TASK TO CARRY OUT: Each line of the entries, from the first to the line containing "impl fmt::Debug for", is to be transcribed exactly as it stands; include no other lines.

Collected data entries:

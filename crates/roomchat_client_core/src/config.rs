use std::fmt;
use std::fs;
use std::path::{Path, PathBuf};
use std::time::Duration;

use anyhow::{Context as _, anyhow};
use roomchat_domain::{Identity, Participant};
use roomchat_protocol::DEFAULT_MAX_FRAME_SIZE;
use roomchat_util::endpoint::WsEndpoint;
use serde::Deserialize;
use tracing::info;

use crate::error::ClientCoreError;
use crate::reconnect::BackoffConfig;

/// Local dev endpoint.
pub const DEFAULT_ENDPOINT: &str = "ws://localhost:3000";

/// Wrapper that redacts in logs.
#[derive(Clone, Default, PartialEq, Eq)]
pub struct SecretString(String);

impl SecretString {
	pub fn new(s: impl Into<String>) -> Self {
		Self(s.into())
	}

	/// Access the inner secret string.
	pub fn expose(&self) -> &str {
		&self.0
	}

	pub fn is_empty(&self) -> bool {
		self.0.trim().is_empty()
	}
}

impl fmt::Debug for SecretString {
	fn fmt(&self, f: &mut fmt::Formatter<'_>) -> fmt::Result {
		f.write_str("SecretString(<redacted>)")
	}
}

impl fmt::Display for SecretString {
	fn fmt(&self, f: &mut fmt::Formatter<'_>) -> fmt::Result {
		f.write_str("<redacted>")
	}
}

/// Chat session configuration.
#[derive(Debug, Clone)]
pub struct ClientConfig {
	/// Chat backend endpoint.
	pub endpoint: WsEndpoint,

	/// Opaque bearer credential, sent as `Authorization: Bearer <token>`.
	pub credential: SecretString,

	/// Identity stamped on outgoing messages.
	pub sender: Identity,

	/// Recipient stamped on outgoing messages.
	pub receiver: Identity,

	/// Participants sent with the join request.
	pub participants: Vec<Participant>,

	/// Room label to join at startup (CLI only).
	pub room: Option<String>,

	/// Timeout for a single connect attempt.
	pub connect_timeout: Duration,

	/// Time allowed for a join response.
	pub join_timeout: Duration,

	/// Time allowed for a send acknowledgment before re-emitting.
	pub ack_timeout: Duration,

	/// Total emissions of one send before it is reported failed.
	pub max_send_attempts: u32,

	/// Reconnect backoff.
	pub backoff: BackoffConfig,

	/// Maximum inbound/outbound frame size.
	pub max_frame_bytes: usize,
}

impl ClientConfig {
	/// Convenience: create a config from `ws[s]://host:port`.
	pub fn from_ws_endpoint(endpoint: &str) -> Result<Self, ClientCoreError> {
		let endpoint = WsEndpoint::parse(endpoint).map_err(ClientCoreError::Config)?;
		Ok(Self {
			endpoint,
			..Self::default()
		})
	}
}

impl Default for ClientConfig {
	fn default() -> Self {
		Self {
			endpoint: WsEndpoint::parse(DEFAULT_ENDPOINT).expect("valid default endpoint"),
			credential: SecretString::default(),
			sender: Identity::default(),
			receiver: Identity::default(),
			participants: Vec::new(),
			room: None,
			connect_timeout: Duration::from_secs(15),
			join_timeout: Duration::from_secs(10),
			ack_timeout: Duration::from_secs(5),
			max_send_attempts: 3,
			backoff: BackoffConfig::default(),
			max_frame_bytes: DEFAULT_MAX_FRAME_SIZE,
		}
	}
}

/// Default config path: `~/.roomchat/client.toml`.
pub fn default_config_path() -> anyhow::Result<PathBuf> {
	let home = dirs::home_dir().ok_or_else(|| anyhow!("could not determine home directory"))?;
	Ok(home.join(".roomchat").join("client.toml"))
}

/// Load the client config from TOML and env overrides.
pub fn load_client_config() -> anyhow::Result<ClientConfig> {
	let path = default_config_path()?;
	load_client_config_from_path(&path)
}

/// Same as `load_client_config` but with an explicit config path.
pub fn load_client_config_from_path(path: &Path) -> anyhow::Result<ClientConfig> {
	let file_cfg = read_toml_if_exists(path)
		.with_context(|| format!("read config from {}", path.display()))?
		.unwrap_or_default();

	let mut cfg = ClientConfig::from_file(file_cfg)?;

	apply_env_overrides(&mut cfg, |key| std::env::var(key).ok())?;

	Ok(cfg)
}

#[derive(Debug, Clone, Default, Deserialize)]
struct FileConfig {
	endpoint: Option<String>,
	token: Option<String>,
	room: Option<String>,

	#[serde(default)]
	sender: Option<FileIdentity>,

	#[serde(default)]
	receiver: Option<FileIdentity>,

	#[serde(default)]
	participants: Vec<Participant>,

	#[serde(default)]
	timeouts: FileTimeouts,

	#[serde(default)]
	reconnect: FileReconnect,

	max_frame_bytes: Option<usize>,
}

#[derive(Debug, Clone, Default, Deserialize)]
struct FileIdentity {
	name: Option<String>,
	email: Option<String>,
}

#[derive(Debug, Clone, Default, Deserialize)]
struct FileTimeouts {
	connect_ms: Option<u64>,
	join_ms: Option<u64>,
	ack_ms: Option<u64>,
	max_send_attempts: Option<u32>,
}

#[derive(Debug, Clone, Default, Deserialize)]
struct FileReconnect {
	base_delay_ms: Option<u64>,
	max_delay_ms: Option<u64>,
}

impl FileIdentity {
	fn into_identity(self) -> Identity {
		Identity::new(self.name.unwrap_or_default(), self.email.unwrap_or_default())
	}
}

impl ClientConfig {
	fn from_file(file: FileConfig) -> anyhow::Result<Self> {
		let defaults = ClientConfig::default();

		let endpoint = match file.endpoint.filter(|s| !s.trim().is_empty()) {
			Some(s) => WsEndpoint::parse(&s).map_err(|e| anyhow!(e)).context("endpoint")?,
			None => defaults.endpoint,
		};

		let backoff = BackoffConfig {
			base: file
				.reconnect
				.base_delay_ms
				.map(Duration::from_millis)
				.unwrap_or(defaults.backoff.base),
			max: file
				.reconnect
				.max_delay_ms
				.map(Duration::from_millis)
				.unwrap_or(defaults.backoff.max),
		};

		if backoff.base.is_zero() || backoff.max < backoff.base {
			return Err(anyhow!(
				"reconnect delays must satisfy 0 < base_delay_ms <= max_delay_ms (got {:?}..{:?})",
				backoff.base,
				backoff.max
			));
		}

		let max_send_attempts = file
			.timeouts
			.max_send_attempts
			.unwrap_or(defaults.max_send_attempts)
			.max(1);

		Ok(Self {
			endpoint,
			credential: file
				.token
				.filter(|s| !s.trim().is_empty())
				.map(SecretString::new)
				.unwrap_or_default(),
			sender: file.sender.map(FileIdentity::into_identity).unwrap_or_default(),
			receiver: file.receiver.map(FileIdentity::into_identity).unwrap_or_default(),
			participants: file.participants,
			room: file.room.filter(|s| !s.trim().is_empty()),
			connect_timeout: file
				.timeouts
				.connect_ms
				.map(Duration::from_millis)
				.unwrap_or(defaults.connect_timeout),
			join_timeout: file
				.timeouts
				.join_ms
				.map(Duration::from_millis)
				.unwrap_or(defaults.join_timeout),
			ack_timeout: file
				.timeouts
				.ack_ms
				.map(Duration::from_millis)
				.unwrap_or(defaults.ack_timeout),
			max_send_attempts,
			backoff,
			max_frame_bytes: file.max_frame_bytes.unwrap_or(defaults.max_frame_bytes),
		})
	}
}

fn read_toml_if_exists(path: &Path) -> anyhow::Result<Option<FileConfig>> {
	match fs::read_to_string(path) {
		Ok(s) => {
			let cfg: FileConfig = toml::from_str(&s).context("parse TOML")?;
			Ok(Some(cfg))
		}
		Err(e) if e.kind() == std::io::ErrorKind::NotFound => Ok(None),
		Err(e) => Err(anyhow!(e).context("read config file")),
	}
}

fn apply_env_overrides<F>(cfg: &mut ClientConfig, lookup: F) -> anyhow::Result<()>
where
	F: Fn(&str) -> Option<String>,
{
	let get = |key: &str| lookup(key).map(|v| v.trim().to_string()).filter(|v| !v.is_empty());

	if let Some(v) = get("ROOMCHAT_ENDPOINT") {
		cfg.endpoint = WsEndpoint::parse(&v)
			.map_err(|e| anyhow!(e))
			.context("ROOMCHAT_ENDPOINT")?;
		info!(endpoint = %cfg.endpoint, "client config: endpoint overridden by env");
	}

	if let Some(v) = get("ROOMCHAT_TOKEN") {
		cfg.credential = SecretString::new(v);
		info!("client config: credential overridden by env");
	}

	if let Some(v) = get("ROOMCHAT_ROOM") {
		info!(room = %v, "client config: room overridden by env");
		cfg.room = Some(v);
	}

	if let Some(v) = get("ROOMCHAT_SENDER_NAME") {
		cfg.sender.name = v;
	}
	if let Some(v) = get("ROOMCHAT_SENDER_EMAIL") {
		cfg.sender.email = v;
	}
	if let Some(v) = get("ROOMCHAT_RECEIVER_NAME") {
		cfg.receiver.name = v;
	}
	if let Some(v) = get("ROOMCHAT_RECEIVER_EMAIL") {
		cfg.receiver.email = v;
	}

	Ok(())
}

#[cfg(test)]
mod tests {
	use std::collections::HashMap;

	use super::*;

	fn parse(s: &str) -> anyhow::Result<ClientConfig> {
		let file: FileConfig = toml::from_str(s)?;
		ClientConfig::from_file(file)
	}

	#[test]
	fn default_config_is_sane() {
		let cfg = ClientConfig::default();
		assert_eq!(cfg.endpoint.host(), "localhost");
		assert_eq!(cfg.endpoint.port(), 3000);
		assert!(cfg.max_frame_bytes > 0);
		assert_eq!(cfg.max_send_attempts, 3);
		assert_eq!(cfg.backoff.base, Duration::from_millis(500));
		assert_eq!(cfg.backoff.max, Duration::from_secs(30));
	}

	#[test]
	fn secret_is_redacted() {
		let s = SecretString::new("eyJhbGciOi");
		assert_eq!(format!("{s:?}"), "SecretString(<redacted>)");
		assert_eq!(s.to_string(), "<redacted>");
		assert_eq!(s.expose(), "eyJhbGciOi");
	}

	#[test]
	fn parses_full_file() {
		let cfg = parse(
			r#"
			endpoint = "wss://chat.example.com/socket"
			token = "abc"
			room = "testing"

			[sender]
			name = "Ada"
			email = "ada@example.com"

			[receiver]
			name = "Bob"
			email = "bob@example.com"

			[[participants]]
			id = "u1"
			email = "ada@example.com"
			role = "customer"

			[timeouts]
			join_ms = 2500
			ack_ms = 1000
			max_send_attempts = 5

			[reconnect]
			base_delay_ms = 250
			max_delay_ms = 10000
			"#,
		)
		.unwrap();

		assert!(cfg.endpoint.is_secure());
		assert_eq!(cfg.credential.expose(), "abc");
		assert_eq!(cfg.room.as_deref(), Some("testing"));
		assert_eq!(cfg.sender, Identity::new("Ada", "ada@example.com"));
		assert_eq!(cfg.receiver.name, "Bob");
		assert_eq!(cfg.participants.len(), 1);
		assert_eq!(cfg.participants[0].extra.get("role").and_then(|v| v.as_str()), Some("customer"));
		assert_eq!(cfg.join_timeout, Duration::from_millis(2500));
		assert_eq!(cfg.ack_timeout, Duration::from_secs(1));
		assert_eq!(cfg.connect_timeout, Duration::from_secs(15));
		assert_eq!(cfg.max_send_attempts, 5);
		assert_eq!(cfg.backoff.base, Duration::from_millis(250));
		assert_eq!(cfg.backoff.max, Duration::from_secs(10));
	}

	#[test]
	fn rejects_bad_endpoint_and_backoff() {
		assert!(parse(r#"endpoint = "http://nope""#).is_err());
		assert!(
			parse(
				r#"
				[reconnect]
				base_delay_ms = 1000
				max_delay_ms = 10
				"#
			)
			.is_err()
		);
	}

	#[test]
	fn env_overrides_win() {
		let env: HashMap<&str, &str> = HashMap::from([
			("ROOMCHAT_ENDPOINT", "ws://10.0.0.1:4000"),
			("ROOMCHAT_TOKEN", " t0k "),
			("ROOMCHAT_SENDER_EMAIL", "me@example.com"),
			("ROOMCHAT_ROOM", ""),
		]);

		let mut cfg = ClientConfig::default();
		apply_env_overrides(&mut cfg, |k| env.get(k).map(|v| v.to_string())).unwrap();

		assert_eq!(cfg.endpoint.hostport(), "10.0.0.1:4000");
		assert_eq!(cfg.credential.expose(), "t0k");
		assert_eq!(cfg.sender.email, "me@example.com");
		assert_eq!(cfg.room, None);
	}

	#[test]
	fn missing_file_yields_defaults() {
		let path = std::env::temp_dir().join("roomchat-missing-config-for-tests.toml");
		let cfg = ClientConfig::from_file(read_toml_if_exists(&path).unwrap().unwrap_or_default()).unwrap();
		assert_eq!(cfg.endpoint.as_str(), ClientConfig::default().endpoint.as_str());
	}
}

RESPONSE TO THE EXERCISE:
filename crates/roomchat_client_core/src/config.rs
use std::fmt;
use std::fs;
use std::path::{Path, PathBuf};
use std::time::Duration;

use anyhow::{Context as _, anyhow};
use roomchat_domain::{Identity, Participant};
use roomchat_protocol::DEFAULT_MAX_FRAME_SIZE;
use roomchat_util::endpoint::WsEndpoint;
use serde::Deserialize;
use tracing::info;

use crate::error::ClientCoreError;
use crate::reconnect::BackoffConfig;

/// Local dev endpoint.
pub const DEFAULT_ENDPOINT: &str = "ws://localhost:3000";

/// Wrapper that redacts in logs.
#[derive(Clone, Default, PartialEq, Eq)]
pub struct SecretString(String);

impl SecretString {
	pub fn new(s: impl Into<String>) -> Self {
		Self(s.into())
	}

	/// Access the inner secret string.
	pub fn expose(&self) -> &str {
		&self.0
	}

	pub fn is_empty(&self) -> bool {
		self.0.trim().is_empty()
	}
}

impl fmt::Debug for SecretString {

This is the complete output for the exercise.